Parent-progeny relationships for carbon isotope discrimination and related characters in crested wheatgrass

Improved cultivars of perennial grasses developed for natural resource conservation and forage production on semiarid rangelands of western North America must persist under extreme environmental stress and make efficient use of limited water resources. A close negative relationship has been documented between carbon isotope discrimination (Delta) and water use efficiency (WUE) in temperate (C-3) grasses, and preliminary evidence indicates that a would be a promising indirect selection criterion to improve WUE in crested wheatgrass, Agropyron cristatum (L.) Gaertner and Agropvuon desertorum (Fisch. ex Link) Schultes, a widely used grass on semiarid rangelands.
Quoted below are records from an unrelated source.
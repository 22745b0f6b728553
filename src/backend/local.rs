//! Filesystem-backed catalog and blob store, used by the CLI.
//!
//! ```text
//! <root>/
//!   catalog.json      items + users + id counter, rewritten atomically
//!   blobs/<path>      one file per stored blob
//! ```

use std::fs;
use std::io::ErrorKind;
use std::path::{Path, PathBuf};
use std::sync::Mutex;

use chrono::{DateTime, Duration, Utc};
use tracing::debug;

use crate::error::BackendError;
use crate::model::{ArchiveItem, UserAccount};

use super::{
    apply_update, clamped_add, materialize, sort_newest_first, BackendResult, BlobStore,
    CatalogStore, ItemUpdate, NewItem, StoredBlob,
};

const CATALOG_FILE: &str = "catalog.json";
const BLOB_DIR: &str = "blobs";

#[derive(Debug, Default, serde::Serialize, serde::Deserialize)]
#[serde(default, rename_all = "camelCase")]
struct CatalogDocument {
    next_id: u64,
    last_timestamp: Option<DateTime<Utc>>,
    archive_items: Vec<ArchiveItem>,
    users: Vec<UserAccount>,
}

impl CatalogDocument {
    fn now(&mut self) -> DateTime<Utc> {
        let mut now = Utc::now();
        if let Some(last) = self.last_timestamp {
            if now <= last {
                now = last + Duration::milliseconds(1);
            }
        }
        self.last_timestamp = Some(now);
        now
    }

    fn user_mut(&mut self, id: &str) -> Option<&mut UserAccount> {
        self.users.iter_mut().find(|u| u.id == id)
    }
}

/// A catalog persisted as a single JSON document.
///
/// Every operation loads, modifies and rewrites the document under one
/// process-wide lock, so concurrent callers in the same process see atomic
/// operations.
pub struct LocalCatalog {
    path: PathBuf,
    lock: Mutex<()>,
}

impl LocalCatalog {
    /// Open (or lazily create) the catalog under `root`.
    pub fn open(root: impl AsRef<Path>) -> BackendResult<Self> {
        let root = root.as_ref();
        fs::create_dir_all(root).map_err(|e| BackendError::io(root, e))?;
        Ok(Self {
            path: root.join(CATALOG_FILE),
            lock: Mutex::new(()),
        })
    }

    fn load(&self) -> BackendResult<CatalogDocument> {
        match fs::read_to_string(&self.path) {
            Ok(contents) => serde_json::from_str(&contents).map_err(|e| {
                BackendError::Malformed(format!("{}: {e}", self.path.display()))
            }),
            Err(e) if e.kind() == ErrorKind::NotFound => Ok(CatalogDocument::default()),
            Err(e) => Err(BackendError::io(&self.path, e)),
        }
    }

    fn save(&self, doc: &CatalogDocument) -> BackendResult<()> {
        let json = serde_json::to_string_pretty(doc)
            .map_err(|e| BackendError::Malformed(e.to_string()))?;
        let tmp = self.path.with_extension("json.tmp");
        fs::write(&tmp, json).map_err(|e| BackendError::io(&tmp, e))?;
        fs::rename(&tmp, &self.path).map_err(|e| BackendError::io(&self.path, e))?;
        Ok(())
    }

    /// Run a read-only closure against the current document.
    fn read<T>(&self, f: impl FnOnce(&CatalogDocument) -> T) -> BackendResult<T> {
        let _guard = self.lock.lock().unwrap_or_else(|p| p.into_inner());
        let doc = self.load()?;
        Ok(f(&doc))
    }

    /// Run a mutating closure and persist the document if it succeeds.
    fn write<T>(
        &self,
        f: impl FnOnce(&mut CatalogDocument) -> BackendResult<T>,
    ) -> BackendResult<T> {
        let _guard = self.lock.lock().unwrap_or_else(|p| p.into_inner());
        let mut doc = self.load()?;
        let out = f(&mut doc)?;
        self.save(&doc)?;
        Ok(out)
    }
}

impl CatalogStore for LocalCatalog {
    fn items_owned_by(&self, owner_id: &str) -> BackendResult<Vec<ArchiveItem>> {
        self.read(|doc| {
            let mut items: Vec<ArchiveItem> = doc
                .archive_items
                .iter()
                .filter(|i| i.owner_id == owner_id)
                .cloned()
                .collect();
            sort_newest_first(&mut items);
            items
        })
    }

    fn items_shared_with(&self, email: &str) -> BackendResult<Vec<ArchiveItem>> {
        self.read(|doc| {
            let mut items: Vec<ArchiveItem> = doc
                .archive_items
                .iter()
                .filter(|i| i.is_shared_with(email))
                .cloned()
                .collect();
            sort_newest_first(&mut items);
            items
        })
    }

    fn get_item(&self, id: &str) -> BackendResult<Option<ArchiveItem>> {
        self.read(|doc| doc.archive_items.iter().find(|i| i.id == id).cloned())
    }

    fn create_item(&self, item: NewItem) -> BackendResult<String> {
        self.write(|doc| {
            doc.next_id += 1;
            let id = format!("item-{:08}", doc.next_id);
            let now = doc.now();
            doc.archive_items.push(materialize(id.clone(), item, now));
            debug!(item_id = %id, "Created catalog item");
            Ok(id)
        })
    }

    fn update_item(&self, id: &str, update: ItemUpdate) -> BackendResult<()> {
        self.write(|doc| {
            let now = doc.now();
            let item = doc
                .archive_items
                .iter_mut()
                .find(|i| i.id == id)
                .ok_or_else(|| BackendError::NotFound(format!("archiveItems/{id}")))?;
            apply_update(item, update, now);
            Ok(())
        })
    }

    fn delete_item(&self, id: &str) -> BackendResult<()> {
        self.write(|doc| {
            let before = doc.archive_items.len();
            doc.archive_items.retain(|i| i.id != id);
            if doc.archive_items.len() == before {
                return Err(BackendError::NotFound(format!("archiveItems/{id}")));
            }
            Ok(())
        })
    }

    fn get_user(&self, id: &str) -> BackendResult<Option<UserAccount>> {
        self.read(|doc| doc.users.iter().find(|u| u.id == id).cloned())
    }

    fn ensure_user(&self, id: &str, email: &str) -> BackendResult<UserAccount> {
        self.write(|doc| {
            if let Some(user) = doc.user_mut(id) {
                return Ok(user.clone());
            }
            let now = doc.now();
            let user = UserAccount {
                id: id.to_string(),
                email: email.to_string(),
                storage_used: 0,
                created_at: Some(now),
            };
            doc.users.push(user.clone());
            Ok(user)
        })
    }

    fn adjust_storage_used(&self, user_id: &str, delta: i64) -> BackendResult<u64> {
        self.write(|doc| {
            let user = doc
                .user_mut(user_id)
                .ok_or_else(|| BackendError::NotFound(format!("users/{user_id}")))?;
            user.storage_used = clamped_add(user.storage_used, delta);
            Ok(user.storage_used)
        })
    }
}

/// Blob store writing one file per blob under `<root>/blobs`.
#[derive(Debug, Clone)]
pub struct LocalBlobStore {
    root: PathBuf,
}

impl LocalBlobStore {
    pub fn open(root: impl AsRef<Path>) -> BackendResult<Self> {
        let root = root.as_ref().join(BLOB_DIR);
        fs::create_dir_all(&root).map_err(|e| BackendError::io(&root, e))?;
        let root = root.canonicalize().unwrap_or(root);
        Ok(Self { root })
    }

    /// Map a blob path to a file, refusing anything that escapes the root.
    fn local_path(&self, path: &str) -> BackendResult<PathBuf> {
        let relative = path.trim_start_matches('/');
        if relative.is_empty()
            || relative
                .split('/')
                .any(|part| part.is_empty() || part == "." || part == "..")
        {
            return Err(BackendError::Malformed(format!("invalid blob path '{path}'")));
        }
        Ok(self.root.join(relative))
    }
}

impl BlobStore for LocalBlobStore {
    fn put(&self, path: &str, bytes: &[u8]) -> BackendResult<StoredBlob> {
        let local = self.local_path(path)?;
        if let Some(parent) = local.parent() {
            fs::create_dir_all(parent).map_err(|e| BackendError::io(parent, e))?;
        }
        let mut file = match fs::OpenOptions::new()
            .write(true)
            .create_new(true)
            .open(&local)
        {
            Ok(f) => f,
            Err(e) if e.kind() == ErrorKind::AlreadyExists => {
                return Err(BackendError::AlreadyExists(path.to_string()))
            }
            Err(e) => return Err(BackendError::io(&local, e)),
        };
        std::io::Write::write_all(&mut file, bytes).map_err(|e| BackendError::io(&local, e))?;
        Ok(StoredBlob {
            path: path.to_string(),
            url: format!("file://{}", local.display()),
        })
    }

    fn delete(&self, path: &str) -> BackendResult<()> {
        let local = self.local_path(path)?;
        match fs::remove_file(&local) {
            Ok(()) => Ok(()),
            Err(e) if e.kind() == ErrorKind::NotFound => {
                Err(BackendError::NotFound(path.to_string()))
            }
            Err(e) => Err(BackendError::io(&local, e)),
        }
    }
}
We determined the magnitude of genetic variability and parent-progeny relationships for Delta and the correlation of this attribute with forage yield in a genetically broad-based crested wheatgrass breeding population. Significant differences (P < 0.01) were found among clonal and progeny lines for Delta of the leaves and seeds. Broad-sense heritability values for leaf and seed Delta computed on a mean basis across two years exceeded 90%. Narrow-sense heritability for leaf Delta based on parent-progeny regression analysis across two years, was 60%. Broad- and narrow-sense heritability values for dry matter yield (DMY) were substantially less than the corresponding values for Delta. The correlations between Delta and DMY were generally low and nonsignificant. These data confirm earlier, preliminary conclusions that selection for Delta to improve WUE would be a worthy breeding objective in crested wheatgrass and that genetic advances in Delta and DMY could be achieved concurrently.